[Start of section]

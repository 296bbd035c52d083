//! Innovation Focus CLI Module
//!
//! Command-line interface for building, analyzing and exporting the dataset.

use clap::{Args, Parser, Subcommand};
use colored::*;
use std::path::{Path, PathBuf};
use std::time::Instant;

use crate::analysis::AnalysisSummary;
use crate::builder::BuildSummary;
use crate::config::{StageConfig, DEFAULT_SEED, DEFAULT_TEST_FRACTION};
use crate::dashboard::{AxisFormat, DashboardSummary};
use crate::pipeline::{self, PipelineConfig, PipelineRun, SkippedStage, StageOutcome};
use crate::utils::DataLoader;

// ─── Styling helpers ───────────────────────────────────────────────────────────

const W: usize = 58; // box inner width

fn dim(s: &str) -> ColoredString   { s.truecolor(100, 100, 100) }
fn accent(s: &str) -> ColoredString { s.truecolor(120, 170, 255) }
fn muted(s: &str) -> ColoredString  { s.truecolor(140, 140, 140) }
fn ok(s: &str) -> ColoredString     { s.truecolor(100, 210, 120) }

fn line_box_top()    { println!("  {}", dim("┌─────────────────────────────────────────────────────────┐")); }
fn line_box_bottom() { println!("  {}", dim("└─────────────────────────────────────────────────────────┘")); }

fn line_box(content: &str) {
    let visible_len = strip_ansi(content).chars().count();
    let pad = W.saturating_sub(visible_len);
    println!("  {}  {}{} {}", dim("│"), content, " ".repeat(pad), dim("│"));
}

fn strip_ansi(s: &str) -> String {
    let mut out = String::new();
    let mut in_escape = false;
    for c in s.chars() {
        if c == '\x1b' { in_escape = true; continue; }
        if in_escape { if c == 'm' { in_escape = false; } continue; }
        out.push(c);
    }
    out
}

fn kv(key: &str, val: &str) -> String {
    format!("{} {}", muted(key), val.white())
}

fn step_run(msg: &str) {
    print!("  {} {}... ", accent("›"), msg);
}

fn step_done(detail: &str) {
    println!("{} {}", ok("done"), dim(detail));
}

fn step_skipped() {
    println!("{}", "skipped".yellow());
}

fn section(title: &str) {
    println!();
    println!("  {}", title.white().bold());
    println!("  {}", dim(&"─".repeat(56)));
}

// ─── CLI definition ────────────────────────────────────────────────────────────

#[derive(Parser)]
#[command(name = "innovation-focus")]
#[command(author = "KolosalAI")]
#[command(version = env!("CARGO_PKG_VERSION"))]
#[command(about = "Innovation focus of R&D versus equipment investment")]
#[command(long_about = None)]
pub struct Cli {
    /// Directory holding the stage files
    #[arg(long, global = true, env = "DATA_DIR", default_value = ".")]
    pub data_dir: PathBuf,

    /// Seed for noise generation and the train/test split
    #[arg(long, global = true, env = "PIPELINE_SEED", default_value_t = DEFAULT_SEED)]
    pub seed: u64,

    #[command(subcommand)]
    pub command: Option<Commands>,
}

/// Input/output overrides shared by the stage commands
#[derive(Args, Debug, Clone, Default)]
pub struct StagePaths {
    /// Input file (defaults to the stage's file under --data-dir)
    #[arg(short, long)]
    pub input: Option<PathBuf>,

    /// Output file (defaults to the stage's file under --data-dir)
    #[arg(short, long)]
    pub output: Option<PathBuf>,
}

/// Analyzer options
#[derive(Args, Debug, Clone)]
pub struct AnalyzeOptions {
    /// Fraction of rows held out for testing
    #[arg(long, default_value_t = DEFAULT_TEST_FRACTION)]
    pub test_fraction: f64,

    /// Also write predicted_profit to the final table
    #[arg(long)]
    pub with_predictions: bool,
}

#[derive(Subcommand)]
pub enum Commands {
    /// Derive profit and innovation focus from the raw investment table
    Build {
        #[command(flatten)]
        paths: StagePaths,
    },

    /// Fit the regression and write predictions and residuals
    Analyze {
        #[command(flatten)]
        paths: StagePaths,

        #[command(flatten)]
        options: AnalyzeOptions,
    },

    /// Export the dashboard document
    Dashboard {
        #[command(flatten)]
        paths: StagePaths,
    },

    /// Run build, analyze and dashboard in order
    Run {
        #[command(flatten)]
        options: AnalyzeOptions,
    },

    /// Show information about a stage file
    Info {
        /// File to inspect
        #[arg(short, long)]
        data: PathBuf,
    },
}

impl Cli {
    fn stage(&self, defaults: StageConfig, paths: &StagePaths) -> StageConfig {
        let mut config = defaults.in_dir(&self.data_dir).with_seed(self.seed);
        if let Some(input) = &paths.input {
            config = config.with_input(input);
        }
        if let Some(output) = &paths.output {
            config = config.with_output(output);
        }
        config
    }

    pub fn builder_config(&self, paths: &StagePaths) -> StageConfig {
        self.stage(StageConfig::builder_stage(), paths)
    }

    pub fn analyzer_config(&self, paths: &StagePaths, options: &AnalyzeOptions) -> StageConfig {
        self.stage(StageConfig::analyzer_stage(), paths)
            .with_test_fraction(options.test_fraction)
            .with_predictions(options.with_predictions)
    }

    pub fn dashboard_config(&self, paths: &StagePaths) -> StageConfig {
        self.stage(StageConfig::dashboard_stage(), paths)
    }

    pub fn pipeline_config(&self, options: &AnalyzeOptions) -> PipelineConfig {
        PipelineConfig::in_dir(&self.data_dir)
            .with_seed(self.seed)
            .with_test_fraction(options.test_fraction)
            .with_predictions(options.with_predictions)
    }
}

// ─── Reporting ─────────────────────────────────────────────────────────────────

fn print_skipped(skipped: &SkippedStage) {
    println!();
    println!(
        "  {} {} {}",
        "!".yellow().bold(),
        format!("{} skipped:", skipped.stage).yellow(),
        format!("input file '{}' not found", skipped.missing.display()).white()
    );
    println!("    {}", muted(&skipped.hint));
    println!();
}

fn print_build(summary: &BuildSummary) {
    println!();
    println!("  {:<16} {}", muted("Input rows"), summary.input_rows);
    println!("  {:<16} {}", muted("Output rows"), summary.output_rows.to_string().white().bold());
    if !summary.dropped.is_empty() {
        println!("  {:<16} {}", muted("Dropped"), summary.dropped.len().to_string().yellow());
        for row in &summary.dropped {
            let year = row.year.map_or_else(|| "?".to_string(), |y| y.to_string());
            println!("    {} {}", year.white(), dim(&row.reason.to_string()));
        }
    }
    println!("  {:<16} {}", muted("Written"), summary.output_path.display());
    println!();
}

fn print_analysis(summary: &AnalysisSummary) {
    println!();
    for line in summary.report.to_string().lines() {
        println!("  {}", line);
    }
    println!();
    println!("  {:<16} {}", muted("Columns"), summary.columns.join(", "));
    println!("  {:<16} {}", muted("Written"), summary.output_path.display());
    println!();
}

fn print_dashboard(summary: &DashboardSummary) {
    let dashboard = &summary.dashboard;
    println!();
    println!("  {}", dashboard.title.white().bold());
    if let Some(period) = dashboard.period {
        println!("  {}", dim(&format!("{} – {}", period.first, period.last)));
    }

    section("Charts");
    for chart in &dashboard.charts {
        let unit = match chart.y_format {
            AxisFormat::Percent => "%",
            AxisFormat::Number => "",
        };
        println!(
            "  {:<22} {} {}",
            chart.id.white(),
            muted(&format!("{:?}", chart.kind).to_lowercase()),
            dim(&format!("{} series{}", chart.series.len(), if unit.is_empty() { String::new() } else { format!(", {}", unit) }))
        );
    }

    section("Innovation focus");
    for (year, focus) in dashboard.focus_by_year() {
        let bar = "█".repeat((focus * 40.0).round().max(0.0) as usize);
        println!("  {}  {} {}", year, accent(&bar), dim(&format!("{:.1}%", focus * 100.0)));
    }

    section("Findings");
    for finding in &dashboard.findings {
        println!("  {} {}", ok("•"), finding.text);
    }
    println!();
    println!("  {:<16} {}", muted("Written"), summary.output_path.display());
    println!();
}

// ─── Commands ──────────────────────────────────────────────────────────────────

pub fn cmd_build(config: &StageConfig) -> anyhow::Result<()> {
    section("Build");

    step_run(&format!("Reading {}", config.input_path.display()));
    let start = Instant::now();
    match pipeline::run_builder(config)? {
        StageOutcome::Completed(summary) => {
            step_done(&format!("{:?}", start.elapsed()));
            print_build(&summary);
        }
        StageOutcome::Skipped(skipped) => {
            step_skipped();
            print_skipped(&skipped);
        }
    }
    Ok(())
}

pub fn cmd_analyze(config: &StageConfig) -> anyhow::Result<()> {
    section("Analyze");

    step_run(&format!("Fitting on {}", config.input_path.display()));
    let start = Instant::now();
    match pipeline::run_analyzer(config)? {
        StageOutcome::Completed(summary) => {
            step_done(&format!("{:?}", start.elapsed()));
            print_analysis(&summary);
        }
        StageOutcome::Skipped(skipped) => {
            step_skipped();
            print_skipped(&skipped);
        }
    }
    Ok(())
}

pub fn cmd_dashboard(config: &StageConfig) -> anyhow::Result<()> {
    section("Dashboard");

    step_run(&format!("Rendering {}", config.input_path.display()));
    let start = Instant::now();
    match pipeline::run_dashboard(config)? {
        StageOutcome::Completed(summary) => {
            step_done(&format!("{:?}", start.elapsed()));
            print_dashboard(&summary);
        }
        StageOutcome::Skipped(skipped) => {
            step_skipped();
            print_skipped(&skipped);
        }
    }
    Ok(())
}

fn print_run(run: &PipelineRun) {
    let status = |done: bool| if done { ok("done") } else { dim("not run") };

    println!();
    line_box_top();
    line_box(&kv("build    ", &status(run.build.is_some()).to_string()));
    line_box(&kv("analyze  ", &status(run.analysis.is_some()).to_string()));
    line_box(&kv("dashboard", &status(run.dashboard.is_some()).to_string()));
    if let Some(r2) = run.analysis.as_ref().and_then(|a| a.report.metrics.r2) {
        line_box(&kv("R² (test)", &format!("{:.4}", r2)));
    }
    line_box_bottom();
}

pub fn cmd_run(config: &PipelineConfig) -> anyhow::Result<()> {
    section("Run");

    let start = Instant::now();
    let run = pipeline::run_all(config)?;

    if let Some(summary) = &run.build {
        print_build(summary);
    }
    if let Some(summary) = &run.analysis {
        print_analysis(summary);
    }
    if let Some(summary) = &run.dashboard {
        print_dashboard(summary);
    }
    if let Some(skipped) = &run.skipped {
        print_skipped(skipped);
    }

    print_run(&run);
    println!("  {}", dim(&format!("{:?}", start.elapsed())));
    println!();
    Ok(())
}

pub fn cmd_info(data_path: &Path) -> anyhow::Result<()> {
    section("Data Info");

    let df = DataLoader::new().load_csv(data_path)?;

    println!("  {:<12} {}", muted("File"), data_path.display());
    println!("  {:<12} {}", muted("Rows"), df.height());
    println!("  {:<12} {}", muted("Columns"), df.width());
    println!();

    println!("  {:<24} {:<12} {:>6}", muted("Column"), muted("Type"), muted("Nulls"));
    println!("  {}", dim(&"─".repeat(44)));

    for col in df.get_columns() {
        println!(
            "  {:<24} {:<12} {:>6}",
            col.name().as_str(),
            format!("{:?}", col.dtype()).truecolor(140, 140, 140),
            col.null_count()
        );
    }

    println!();
    Ok(())
}

pub fn show_help() {
    section("Commands");

    let cmds: &[(&str, &str)] = &[
        ("innovation-focus run", "Build, analyze and export in one go"),
        ("innovation-focus build", "Derive profit and innovation focus"),
        ("innovation-focus analyze", "Fit the regression on the enriched table"),
        ("innovation-focus analyze --with-predictions", "Keep predicted_profit in the output"),
        ("innovation-focus dashboard", "Write dashboard.json"),
        ("innovation-focus info -d file.csv", "Inspect a stage file"),
    ];

    for (cmd, desc) in cmds {
        println!("  {:<44} {}", cmd.white(), muted(desc));
    }

    section("Environment");
    println!("  {:<44} {}", "DATA_DIR".white(), muted("directory holding the stage files"));
    println!("  {:<44} {}", "PIPELINE_SEED".white(), muted("seed for noise and split"));
    println!("  {:<44} {}", "RUST_LOG".white(), muted("log filter, e.g. innovation_focus=debug"));
    println!();
}
//! Stage configuration
//!
//! Every stage entry point takes a [`StageConfig`] instead of reading
//! hardcoded paths and seeds.

use crate::error::{PipelineError, Result};
use serde::{Deserialize, Serialize};
use std::path::{Path, PathBuf};

/// Raw yearly investment table consumed by the builder
pub const RAW_DATA_FILE: &str = "simulated_export_data.csv";
/// Enriched table written by the builder
pub const PROCESSED_DATA_FILE: &str = "processed_time_series_data.csv";
/// Final table written by the analyzer
pub const ANALYSIS_FILE: &str = "final_export_analysis.csv";
/// Dashboard document written by the dashboard stage
pub const DASHBOARD_FILE: &str = "dashboard.json";

/// Seed shared by the noise generator and the train/test split
pub const DEFAULT_SEED: u64 = 42;
/// Share of rows held out for evaluation
pub const DEFAULT_TEST_FRACTION: f64 = 0.33;

/// Configuration for a single pipeline stage
#[derive(Debug, Clone, PartialEq, Serialize, Deserialize)]
pub struct StageConfig {
    /// File the stage reads
    pub input_path: PathBuf,

    /// File the stage writes
    pub output_path: PathBuf,

    /// Seed for every pseudo-random draw made by the stage
    pub random_seed: u64,

    /// Fraction of rows used as the test subset (analyzer only)
    pub test_fraction: f64,

    /// Write `predicted_profit` next to the residuals (analyzer only)
    pub persist_predictions: bool,
}

impl StageConfig {
    /// Create a configuration for arbitrary paths with default seed and split
    pub fn new(input_path: impl Into<PathBuf>, output_path: impl Into<PathBuf>) -> Self {
        Self {
            input_path: input_path.into(),
            output_path: output_path.into(),
            random_seed: DEFAULT_SEED,
            test_fraction: DEFAULT_TEST_FRACTION,
            persist_predictions: false,
        }
    }

    /// Defaults for the dataset builder
    pub fn builder_stage() -> Self {
        Self::new(RAW_DATA_FILE, PROCESSED_DATA_FILE)
    }

    /// Defaults for the regression analyzer
    pub fn analyzer_stage() -> Self {
        Self::new(PROCESSED_DATA_FILE, ANALYSIS_FILE)
    }

    /// Defaults for the dashboard export
    pub fn dashboard_stage() -> Self {
        Self::new(ANALYSIS_FILE, DASHBOARD_FILE)
    }

    /// Rebase relative input and output paths onto `dir`
    pub fn in_dir(mut self, dir: impl AsRef<Path>) -> Self {
        let dir = dir.as_ref();
        if self.input_path.is_relative() {
            self.input_path = dir.join(&self.input_path);
        }
        if self.output_path.is_relative() {
            self.output_path = dir.join(&self.output_path);
        }
        self
    }

    /// Builder method to set the input path
    pub fn with_input(mut self, path: impl Into<PathBuf>) -> Self {
        self.input_path = path.into();
        self
    }

    /// Builder method to set the output path
    pub fn with_output(mut self, path: impl Into<PathBuf>) -> Self {
        self.output_path = path.into();
        self
    }

    /// Builder method to set the random seed
    pub fn with_seed(mut self, seed: u64) -> Self {
        self.random_seed = seed;
        self
    }

    /// Builder method to set the test fraction
    pub fn with_test_fraction(mut self, fraction: f64) -> Self {
        self.test_fraction = fraction;
        self
    }

    /// Builder method to persist `predicted_profit` in the final table
    pub fn with_predictions(mut self, persist: bool) -> Self {
        self.persist_predictions = persist;
        self
    }

    /// Check parameter ranges
    pub fn validate(&self) -> Result<()> {
        if !(self.test_fraction > 0.0 && self.test_fraction < 1.0) {
            return Err(PipelineError::InvalidParameter {
                name: "test_fraction".to_string(),
                value: self.test_fraction.to_string(),
                reason: "must lie strictly between 0 and 1".to_string(),
            });
        }
        if self.input_path == self.output_path {
            return Err(PipelineError::InvalidParameter {
                name: "output_path".to_string(),
                value: self.output_path.display().to_string(),
                reason: "must differ from input_path".to_string(),
            });
        }
        Ok(())
    }
}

[End of section]

• [What the task asks]: Everything above from the line containing "line_box_bottom();" through the line containing "for (cmd, desc)" must be copied exactly. Nothing outside that range belongs in the answer.

• [Answer to the problem]:
    line_box_bottom();
}

pub fn cmd_run(config: &PipelineConfig) -> anyhow::Result<()> {
    section("Run");

    let start = Instant::now();
    let run = pipeline::run_all(config)?;

    if let Some(summary) = &run.build {
        print_build(summary);
    }
    if let Some(summary) = &run.analysis {
        print_analysis(summary);
    }
    if let Some(summary) = &run.dashboard {
        print_dashboard(summary);
    }
    if let Some(skipped) = &run.skipped {
        print_skipped(skipped);
    }

    print_run(&run);
    println!("  {}", dim(&format!("{:?}", start.elapsed())));
    println!();
    Ok(())
}

pub fn cmd_info(data_path: &Path) -> anyhow::Result<()> {
    section("Data Info");

    let df = DataLoader::new().load_csv(data_path)?;

    println!("  {:<12} {}", muted("File"), data_path.display());
    println!("  {:<12} {}", muted("Rows"), df.height());
    println!("  {:<12} {}", muted("Columns"), df.width());
    println!();

    println!("  {:<24} {:<12} {:>6}", muted("Column"), muted("Type"), muted("Nulls"));
    println!("  {}", dim(&"─".repeat(44)));

    for col in df.get_columns() {
        println!(
            "  {:<24} {:<12} {:>6}",
            col.name().as_str(),
            format!("{:?}", col.dtype()).truecolor(140, 140, 140),
            col.null_count()
        );
    }

    println!();
    Ok(())
}

pub fn show_help() {
    section("Commands");

    let cmds: &[(&str, &str)] = &[
        ("innovation-focus run", "Build, analyze and export in one go"),
        ("innovation-focus build", "Derive profit and innovation focus"),
        ("innovation-focus analyze", "Fit the regression on the enriched table"),
        ("innovation-focus analyze --with-predictions", "Keep predicted_profit in the output"),
        ("innovation-focus dashboard", "Write dashboard.json"),
        ("innovation-focus info -d file.csv", "Inspect a stage file"),
    ];

    for (cmd, desc) in cmds {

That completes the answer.